Bio e Natura

La percezione della qualità: il latte biologico è diverso da quello convenzionale?

Ricercatori neozelandesi hanno comparato le caratteristiche dei due prodotti, da cui si rileva una differenza minima dal punto di vista della composizione chimica ma quel che conta per i consumatori è anche la gestione e l'impatto ambientale

30 gennaio 2015 | Graziano Alderighi

I consumatori percepiscono la qualità del latte da zootecnia biologica superiore a quello da allevamenti convenzionali. Una percezione che giustifica il premio di prezzo assegnato al latte biologico.
Ma c'è davvero una differenza tra i due prodotti? Si possono distinguere dal punto di vista della composizione chimica?

Secondo alcuni ricercatori neozelandesi, che hanno esaminato quasi 200 pubblicazioni scientifiche sul tema, le differenze non sono così straordinarie.

Un lavoro di ricerca applaudito anche da Matt Lucy dell'Università del Missouri ed editore del Journal of Dairy Science, dove è stato pubblicato lo studio.

“Quando si compara le composizioni del latte biologico e convenzionale (specie in tema di acidi grassi) le ricerche hanno raffrontato il latte prodotto da vacche nutrite con fieno e vacche nutrite con concentrati.
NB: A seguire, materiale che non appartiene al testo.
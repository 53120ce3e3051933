pub mod commands;
pub mod components;
pub mod config;
pub mod diff;
pub mod filter;
pub mod k8s;
pub mod model;
pub mod objsort;
pub mod spec;
pub mod telemetry;
#[cfg(any(test, feature = "test-utils"))]
pub mod test_utils;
I risultati hanno quindi mostrato più una differenza tra due sistemi di alimentazione piuttosto che su due regimi di zootecnia” ha commentato Don Otter dell'AgResearch Grasslands Research Centre della Nuova Zelanda.

Non è sufficiente, secondo i ricercatori, basarsi su differenti diete per comparare i due prodotti anche perchè le regole sulla zootecnia biologica sono diverse nelle varie parti del mondo e non tutte proibiscono l'uso di concentrati.

Anche tenendo conto di questa eccezione preliminare, tuttavia, i ricercatori hanno verificato che, in termini di nutrienti, non vi sono differenze significative tra latte biologico e latte convenzionale.

Allora perchè pagare di più un latte biologico visto che le sue qualità intrinseche, nutritive o salutistiche non sono superiori?

Entrano in gioco fattori difficilmente ponderabili, di percezione del consumatore, che valuta la zootecnia convenzionale come altamente impattante sotto il profilo ambientale, in quanto avrebbe bisogno di maggiori input energetici, di più fertilizzanti di sintesi per produrre il foraggio necessario al bestiame.
A queste valutazioni si aggiungono il maggiore legame percepito del regime biologico col territorio, con le razze autoctone e comunque con uno stile di vita più naturale e salutare.
Tutti questi fattori sono considerati più importanti della semplice composizione chimica e nutraceutica e sono le vere ragioni del premio di prezzo del latte biologico sul latte convenzionale.